Your objective
In the entries that follow, the line with "domain: &str, host: &str)" opens the range and the line with "control configured strictly." closes it; repeat that range exactly, both lines included.

Saved data entries:
....................
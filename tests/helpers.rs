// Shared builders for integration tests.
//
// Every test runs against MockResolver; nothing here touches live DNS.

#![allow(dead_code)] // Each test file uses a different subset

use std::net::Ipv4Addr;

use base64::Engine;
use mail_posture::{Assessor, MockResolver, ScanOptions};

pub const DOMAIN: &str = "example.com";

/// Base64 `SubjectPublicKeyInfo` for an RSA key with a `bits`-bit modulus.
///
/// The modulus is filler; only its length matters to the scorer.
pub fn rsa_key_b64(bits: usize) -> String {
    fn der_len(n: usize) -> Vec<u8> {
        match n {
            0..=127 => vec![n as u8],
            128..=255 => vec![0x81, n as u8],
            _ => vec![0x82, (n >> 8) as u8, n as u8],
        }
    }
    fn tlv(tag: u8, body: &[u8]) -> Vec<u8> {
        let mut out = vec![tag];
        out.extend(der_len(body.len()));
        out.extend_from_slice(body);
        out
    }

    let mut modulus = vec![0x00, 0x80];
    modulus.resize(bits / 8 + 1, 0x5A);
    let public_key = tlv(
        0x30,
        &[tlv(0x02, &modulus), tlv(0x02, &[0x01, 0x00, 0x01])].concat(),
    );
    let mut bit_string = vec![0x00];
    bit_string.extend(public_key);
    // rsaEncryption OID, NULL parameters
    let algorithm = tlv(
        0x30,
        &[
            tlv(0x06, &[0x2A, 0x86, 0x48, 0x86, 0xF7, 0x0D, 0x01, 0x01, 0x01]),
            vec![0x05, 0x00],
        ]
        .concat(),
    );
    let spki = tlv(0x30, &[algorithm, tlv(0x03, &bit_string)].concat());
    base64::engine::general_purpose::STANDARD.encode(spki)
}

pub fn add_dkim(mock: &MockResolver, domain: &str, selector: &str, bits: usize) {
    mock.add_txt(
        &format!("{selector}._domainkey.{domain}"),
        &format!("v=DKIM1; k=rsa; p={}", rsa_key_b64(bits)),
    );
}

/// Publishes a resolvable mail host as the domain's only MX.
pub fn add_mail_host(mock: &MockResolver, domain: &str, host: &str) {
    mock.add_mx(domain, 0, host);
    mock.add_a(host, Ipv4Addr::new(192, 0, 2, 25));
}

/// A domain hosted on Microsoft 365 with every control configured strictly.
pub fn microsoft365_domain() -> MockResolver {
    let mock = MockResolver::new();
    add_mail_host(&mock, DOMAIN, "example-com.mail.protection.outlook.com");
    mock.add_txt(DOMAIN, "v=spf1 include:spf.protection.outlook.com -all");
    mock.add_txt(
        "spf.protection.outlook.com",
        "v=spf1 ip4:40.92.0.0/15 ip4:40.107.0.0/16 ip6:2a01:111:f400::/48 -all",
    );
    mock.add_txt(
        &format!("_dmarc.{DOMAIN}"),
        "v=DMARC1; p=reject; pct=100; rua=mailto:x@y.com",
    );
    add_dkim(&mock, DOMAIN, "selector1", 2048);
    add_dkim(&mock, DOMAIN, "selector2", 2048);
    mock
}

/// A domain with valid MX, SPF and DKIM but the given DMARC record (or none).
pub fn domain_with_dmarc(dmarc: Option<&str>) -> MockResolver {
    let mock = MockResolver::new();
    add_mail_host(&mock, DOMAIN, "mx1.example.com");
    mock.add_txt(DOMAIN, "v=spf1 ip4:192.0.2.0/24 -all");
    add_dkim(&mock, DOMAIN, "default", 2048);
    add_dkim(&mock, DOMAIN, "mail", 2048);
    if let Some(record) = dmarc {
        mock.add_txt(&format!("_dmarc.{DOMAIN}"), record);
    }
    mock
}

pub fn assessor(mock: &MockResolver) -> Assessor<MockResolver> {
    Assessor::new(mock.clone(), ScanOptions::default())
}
....................
Solution for this task
pub fn add_mail_host(mock: &MockResolver, domain: &str, host: &str) {
    mock.add_mx(domain, 0, host);
    mock.add_a(host, Ipv4Addr::new(192, 0, 2, 25));
}

/// A domain hosted on Microsoft 365 with every control configured strictly.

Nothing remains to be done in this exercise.